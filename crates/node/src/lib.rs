//! # Tidal Node
//!
//! The chain synchronization and block production engine of a Tidal full
//! node.
//!
//! The node decides at any moment whether it is catching up with the
//! network, extending the chain with key blocks and micro-blocks, flushing
//! accumulated state, or shutting down. Storage, transport and proof-of-stake
//! arithmetic are supplied by the embedder through the contracts in
//! `tidal-core`.
//!
//! ## Components
//!
//! - [`StateMachine`] - the Idle / Sync / NG / Persist / Halt orchestrator
//! - [`BlocksApplier`] - batch application with rollback to a fork point
//! - [`Node`] - mailbox, tickers, persistence and the reference [`Miner`]
//!
//! ## Example
//!
//! ```rust,no_run
//! use std::sync::Arc;
//! use tidal_config::Config;
//! use tidal_core::{Ledger, PeerNetwork};
//! use tidal_mining::NxtPosCalculator;
//! use tidal_node::{init_logging, Node};
//!
//! async fn start(ledger: Arc<dyn Ledger>, network: Arc<dyn PeerNetwork>) -> anyhow::Result<()> {
//!     let config = Config::default();
//!     init_logging(&config.logging)?;
//!
//!     let node = Node::new(config, ledger, network, Arc::new(NxtPosCalculator))?;
//!     let handle = node.handle();
//!     let running = tokio::spawn(node.run());
//!
//!     // Feed network messages through `handle` ...
//!     handle.halt().await;
//!     running.await??;
//!     Ok(())
//! }
//! ```

#![warn(missing_docs)]
#![warn(rust_2018_idioms)]
#![deny(unsafe_code)]

pub mod applier;
pub mod error;
pub mod event;
pub mod fsm;
pub mod logging;
pub mod miner;
pub mod node;

pub use applier::{ApplyOutcome, BlocksApplier};
pub use error::{ErrorKind, NodeError};
pub use event::{Command, Event, Task};
pub use fsm::{State, StateKind, StateMachine};
pub use logging::init_logging;
pub use miner::Miner;
pub use node::{Node, NodeHandle};

/// Crate version
pub const VERSION: &str = env!("CARGO_PKG_VERSION");

/// Commonly used types
pub mod prelude {
    //! Commonly used types for convenience
    pub use super::{Event, Node, NodeError, NodeHandle, StateKind, StateMachine};
    pub use tidal_config::Config;
    pub use tidal_types::{Block, BlockId, MicroBlock, PeerId, Score};
}

#[cfg(test)]
mod tests {
    use super::*;

    #[test]
    fn test_version() {
        assert!(!VERSION.is_empty());
    }
}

========================================================================

Assigned task: The answer must be all the lines above that hold the word "BlocksApplier".

Your solution:
//! - [`BlocksApplier`] - batch application with rollback to a fork point
pub use applier::{ApplyOutcome, BlocksApplier};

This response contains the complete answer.